Saved entries:

☆ ☆ ☆ ☆ ☆ ☆ ☆

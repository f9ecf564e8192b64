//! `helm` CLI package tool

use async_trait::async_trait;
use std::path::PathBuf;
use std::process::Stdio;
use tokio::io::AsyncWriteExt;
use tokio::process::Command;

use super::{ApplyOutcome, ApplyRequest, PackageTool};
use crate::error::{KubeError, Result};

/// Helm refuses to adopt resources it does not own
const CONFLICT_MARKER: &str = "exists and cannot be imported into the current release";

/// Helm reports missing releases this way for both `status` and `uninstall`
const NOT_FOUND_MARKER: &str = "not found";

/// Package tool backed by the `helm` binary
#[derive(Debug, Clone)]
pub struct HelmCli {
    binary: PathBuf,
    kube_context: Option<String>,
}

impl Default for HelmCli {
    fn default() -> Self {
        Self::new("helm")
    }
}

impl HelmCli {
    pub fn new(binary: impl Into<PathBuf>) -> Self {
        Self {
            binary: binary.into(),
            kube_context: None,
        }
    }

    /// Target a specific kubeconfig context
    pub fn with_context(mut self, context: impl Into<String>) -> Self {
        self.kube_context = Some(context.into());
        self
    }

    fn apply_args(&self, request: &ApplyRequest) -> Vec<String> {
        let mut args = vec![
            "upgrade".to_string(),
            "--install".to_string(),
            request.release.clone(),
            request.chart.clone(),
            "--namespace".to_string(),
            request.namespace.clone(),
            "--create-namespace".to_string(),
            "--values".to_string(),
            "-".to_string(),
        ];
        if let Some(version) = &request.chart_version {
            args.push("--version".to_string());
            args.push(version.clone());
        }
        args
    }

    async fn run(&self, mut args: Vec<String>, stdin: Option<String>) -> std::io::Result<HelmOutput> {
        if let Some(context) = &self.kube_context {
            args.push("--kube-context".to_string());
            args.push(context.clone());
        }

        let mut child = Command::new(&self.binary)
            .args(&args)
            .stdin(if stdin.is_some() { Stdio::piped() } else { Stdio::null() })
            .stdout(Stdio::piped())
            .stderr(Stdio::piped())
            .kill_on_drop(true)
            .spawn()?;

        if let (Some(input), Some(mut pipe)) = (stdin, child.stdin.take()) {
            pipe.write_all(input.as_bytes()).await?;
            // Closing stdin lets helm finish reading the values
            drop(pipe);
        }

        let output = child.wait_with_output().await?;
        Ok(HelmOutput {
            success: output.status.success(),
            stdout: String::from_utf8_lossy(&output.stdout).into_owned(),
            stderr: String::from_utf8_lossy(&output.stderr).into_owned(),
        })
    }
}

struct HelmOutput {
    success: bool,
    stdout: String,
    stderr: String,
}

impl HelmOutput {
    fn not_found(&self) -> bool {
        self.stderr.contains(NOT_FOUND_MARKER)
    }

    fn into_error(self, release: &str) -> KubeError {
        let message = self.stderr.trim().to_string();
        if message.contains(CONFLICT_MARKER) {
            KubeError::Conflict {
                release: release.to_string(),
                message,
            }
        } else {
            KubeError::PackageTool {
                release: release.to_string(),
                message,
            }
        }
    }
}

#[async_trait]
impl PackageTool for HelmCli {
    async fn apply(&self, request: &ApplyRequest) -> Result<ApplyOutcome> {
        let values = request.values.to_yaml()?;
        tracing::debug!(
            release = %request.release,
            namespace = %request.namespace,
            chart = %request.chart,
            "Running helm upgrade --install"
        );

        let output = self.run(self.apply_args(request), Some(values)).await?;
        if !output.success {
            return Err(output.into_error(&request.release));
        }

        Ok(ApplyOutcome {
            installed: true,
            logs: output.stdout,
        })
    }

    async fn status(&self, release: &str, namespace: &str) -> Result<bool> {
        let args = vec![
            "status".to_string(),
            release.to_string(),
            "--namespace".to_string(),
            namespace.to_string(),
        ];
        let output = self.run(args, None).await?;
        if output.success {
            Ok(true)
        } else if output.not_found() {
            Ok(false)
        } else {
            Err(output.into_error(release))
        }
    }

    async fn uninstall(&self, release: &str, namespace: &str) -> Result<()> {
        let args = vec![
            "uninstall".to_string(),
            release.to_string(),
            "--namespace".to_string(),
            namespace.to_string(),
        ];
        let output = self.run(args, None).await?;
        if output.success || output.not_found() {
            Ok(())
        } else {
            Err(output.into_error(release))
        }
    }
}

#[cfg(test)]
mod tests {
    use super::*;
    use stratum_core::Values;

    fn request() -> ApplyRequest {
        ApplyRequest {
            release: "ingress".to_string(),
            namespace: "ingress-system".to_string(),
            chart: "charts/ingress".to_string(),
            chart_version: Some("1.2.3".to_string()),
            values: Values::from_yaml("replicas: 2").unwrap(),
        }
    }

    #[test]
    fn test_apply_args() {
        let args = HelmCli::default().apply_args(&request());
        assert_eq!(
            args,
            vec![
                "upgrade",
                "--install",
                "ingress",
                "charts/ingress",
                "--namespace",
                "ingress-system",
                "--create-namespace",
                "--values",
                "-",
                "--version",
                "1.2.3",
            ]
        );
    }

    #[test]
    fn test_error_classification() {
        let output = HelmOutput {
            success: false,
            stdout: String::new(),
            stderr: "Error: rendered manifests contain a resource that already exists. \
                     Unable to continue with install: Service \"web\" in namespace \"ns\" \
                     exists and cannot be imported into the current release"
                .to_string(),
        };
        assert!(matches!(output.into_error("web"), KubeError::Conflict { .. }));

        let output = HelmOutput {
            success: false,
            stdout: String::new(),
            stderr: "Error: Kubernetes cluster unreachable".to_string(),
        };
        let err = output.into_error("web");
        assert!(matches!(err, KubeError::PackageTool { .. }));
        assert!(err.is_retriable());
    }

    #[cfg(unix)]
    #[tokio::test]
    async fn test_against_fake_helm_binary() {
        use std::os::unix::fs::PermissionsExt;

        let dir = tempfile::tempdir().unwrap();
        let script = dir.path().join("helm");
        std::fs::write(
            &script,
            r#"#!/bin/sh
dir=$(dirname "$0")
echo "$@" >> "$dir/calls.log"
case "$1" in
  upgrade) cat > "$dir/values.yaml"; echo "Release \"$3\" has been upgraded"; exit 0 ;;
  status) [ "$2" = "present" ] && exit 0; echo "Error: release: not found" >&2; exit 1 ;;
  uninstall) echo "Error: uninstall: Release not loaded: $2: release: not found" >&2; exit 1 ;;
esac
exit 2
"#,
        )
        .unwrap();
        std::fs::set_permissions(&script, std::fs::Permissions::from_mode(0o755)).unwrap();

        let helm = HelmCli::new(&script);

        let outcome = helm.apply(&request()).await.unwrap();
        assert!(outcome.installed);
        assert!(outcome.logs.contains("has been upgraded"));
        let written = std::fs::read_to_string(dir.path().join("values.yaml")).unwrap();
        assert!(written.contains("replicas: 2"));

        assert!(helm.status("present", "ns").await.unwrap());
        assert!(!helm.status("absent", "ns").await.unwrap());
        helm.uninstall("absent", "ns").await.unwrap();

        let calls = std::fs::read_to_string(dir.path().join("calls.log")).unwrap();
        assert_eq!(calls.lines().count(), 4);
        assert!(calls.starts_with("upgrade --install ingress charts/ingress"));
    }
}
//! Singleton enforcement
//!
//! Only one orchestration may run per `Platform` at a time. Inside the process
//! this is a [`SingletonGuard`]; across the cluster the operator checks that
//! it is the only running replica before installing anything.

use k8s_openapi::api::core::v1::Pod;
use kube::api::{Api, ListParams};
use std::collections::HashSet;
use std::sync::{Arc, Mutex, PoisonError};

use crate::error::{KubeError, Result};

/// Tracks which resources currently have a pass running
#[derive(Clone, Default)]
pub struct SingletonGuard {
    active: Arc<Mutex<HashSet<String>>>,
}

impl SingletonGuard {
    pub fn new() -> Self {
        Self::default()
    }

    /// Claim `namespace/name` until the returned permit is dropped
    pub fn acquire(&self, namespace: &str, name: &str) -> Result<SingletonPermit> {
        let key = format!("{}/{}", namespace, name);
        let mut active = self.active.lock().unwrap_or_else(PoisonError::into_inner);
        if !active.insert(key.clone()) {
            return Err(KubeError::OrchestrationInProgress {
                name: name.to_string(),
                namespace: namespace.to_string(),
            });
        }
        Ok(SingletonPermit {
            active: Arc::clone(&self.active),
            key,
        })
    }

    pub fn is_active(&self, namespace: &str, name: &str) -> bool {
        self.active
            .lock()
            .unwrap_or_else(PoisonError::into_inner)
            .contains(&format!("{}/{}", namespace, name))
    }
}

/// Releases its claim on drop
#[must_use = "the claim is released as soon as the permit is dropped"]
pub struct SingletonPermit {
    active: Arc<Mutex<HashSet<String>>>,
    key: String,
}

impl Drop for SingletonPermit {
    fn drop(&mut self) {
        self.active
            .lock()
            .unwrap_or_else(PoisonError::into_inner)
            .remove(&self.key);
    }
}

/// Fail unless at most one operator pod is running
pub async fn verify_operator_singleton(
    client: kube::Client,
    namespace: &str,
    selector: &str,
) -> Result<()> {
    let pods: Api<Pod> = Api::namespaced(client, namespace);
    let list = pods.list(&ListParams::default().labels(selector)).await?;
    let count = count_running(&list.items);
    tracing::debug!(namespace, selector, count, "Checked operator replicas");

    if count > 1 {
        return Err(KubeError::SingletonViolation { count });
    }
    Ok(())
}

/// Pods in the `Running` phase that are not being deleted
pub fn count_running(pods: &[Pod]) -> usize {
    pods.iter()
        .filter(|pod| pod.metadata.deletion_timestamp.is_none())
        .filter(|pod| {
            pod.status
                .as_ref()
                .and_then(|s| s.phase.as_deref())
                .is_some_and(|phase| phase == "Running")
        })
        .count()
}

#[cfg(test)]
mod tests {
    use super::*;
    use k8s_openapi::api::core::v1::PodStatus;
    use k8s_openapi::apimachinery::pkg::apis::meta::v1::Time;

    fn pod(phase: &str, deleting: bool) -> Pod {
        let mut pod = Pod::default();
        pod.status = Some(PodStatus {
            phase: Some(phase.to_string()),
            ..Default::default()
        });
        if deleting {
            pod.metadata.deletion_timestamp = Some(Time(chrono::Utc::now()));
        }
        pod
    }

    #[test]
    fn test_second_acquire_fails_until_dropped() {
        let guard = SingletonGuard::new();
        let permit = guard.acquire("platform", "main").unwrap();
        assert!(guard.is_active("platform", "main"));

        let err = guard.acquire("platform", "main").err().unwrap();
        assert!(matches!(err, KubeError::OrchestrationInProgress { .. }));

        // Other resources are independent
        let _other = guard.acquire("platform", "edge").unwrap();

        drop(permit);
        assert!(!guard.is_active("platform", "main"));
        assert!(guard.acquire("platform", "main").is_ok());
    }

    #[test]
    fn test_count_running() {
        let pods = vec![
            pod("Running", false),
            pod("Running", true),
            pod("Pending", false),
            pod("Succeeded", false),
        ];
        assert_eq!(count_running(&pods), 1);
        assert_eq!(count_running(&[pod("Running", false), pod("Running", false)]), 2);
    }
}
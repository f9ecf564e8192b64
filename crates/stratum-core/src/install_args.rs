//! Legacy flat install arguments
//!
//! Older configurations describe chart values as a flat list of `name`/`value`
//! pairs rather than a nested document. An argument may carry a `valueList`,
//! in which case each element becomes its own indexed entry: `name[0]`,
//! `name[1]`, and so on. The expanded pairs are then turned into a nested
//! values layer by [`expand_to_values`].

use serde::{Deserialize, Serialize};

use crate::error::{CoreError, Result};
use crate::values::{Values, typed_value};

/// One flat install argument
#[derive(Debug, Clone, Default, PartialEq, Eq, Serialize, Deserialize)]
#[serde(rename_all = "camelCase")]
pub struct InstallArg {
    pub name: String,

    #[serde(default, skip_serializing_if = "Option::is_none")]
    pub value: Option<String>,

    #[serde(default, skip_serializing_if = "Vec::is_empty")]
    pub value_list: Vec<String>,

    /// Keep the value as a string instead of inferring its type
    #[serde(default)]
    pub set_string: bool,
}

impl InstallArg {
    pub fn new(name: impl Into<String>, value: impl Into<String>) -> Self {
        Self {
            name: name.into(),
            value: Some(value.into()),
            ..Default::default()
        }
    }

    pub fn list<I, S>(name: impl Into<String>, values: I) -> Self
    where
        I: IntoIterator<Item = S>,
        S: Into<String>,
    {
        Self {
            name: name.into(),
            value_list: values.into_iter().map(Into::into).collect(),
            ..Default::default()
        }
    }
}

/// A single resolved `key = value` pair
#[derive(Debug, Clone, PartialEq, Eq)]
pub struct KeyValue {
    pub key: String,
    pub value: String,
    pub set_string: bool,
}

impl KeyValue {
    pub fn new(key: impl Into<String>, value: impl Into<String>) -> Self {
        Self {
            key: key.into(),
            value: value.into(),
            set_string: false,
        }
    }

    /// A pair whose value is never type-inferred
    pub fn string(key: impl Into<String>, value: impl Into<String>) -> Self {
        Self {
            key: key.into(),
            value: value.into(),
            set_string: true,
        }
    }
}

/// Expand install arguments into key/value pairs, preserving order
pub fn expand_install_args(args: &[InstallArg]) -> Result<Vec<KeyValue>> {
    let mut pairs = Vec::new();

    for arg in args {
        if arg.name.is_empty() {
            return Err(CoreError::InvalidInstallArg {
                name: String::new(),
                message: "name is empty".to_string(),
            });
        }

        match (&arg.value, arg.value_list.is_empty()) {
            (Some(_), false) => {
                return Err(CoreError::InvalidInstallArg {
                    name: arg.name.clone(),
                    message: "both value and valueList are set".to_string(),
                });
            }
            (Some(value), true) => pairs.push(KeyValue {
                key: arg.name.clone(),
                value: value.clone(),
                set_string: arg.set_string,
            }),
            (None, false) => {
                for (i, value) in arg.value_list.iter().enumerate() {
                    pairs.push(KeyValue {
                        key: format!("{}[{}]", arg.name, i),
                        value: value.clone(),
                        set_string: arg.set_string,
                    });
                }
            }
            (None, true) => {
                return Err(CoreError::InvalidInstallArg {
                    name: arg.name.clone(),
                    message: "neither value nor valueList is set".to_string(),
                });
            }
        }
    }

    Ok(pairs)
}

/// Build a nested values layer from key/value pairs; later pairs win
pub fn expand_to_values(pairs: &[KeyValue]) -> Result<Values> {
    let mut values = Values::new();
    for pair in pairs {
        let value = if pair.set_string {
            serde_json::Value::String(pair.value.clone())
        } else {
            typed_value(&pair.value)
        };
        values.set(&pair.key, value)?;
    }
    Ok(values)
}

☆ ☆ ☆ ☆ ☆ ☆ ☆

Say how many lines of the entries hold the string "SingletonGuard". Nothing but the number should be given.

> Output below: 4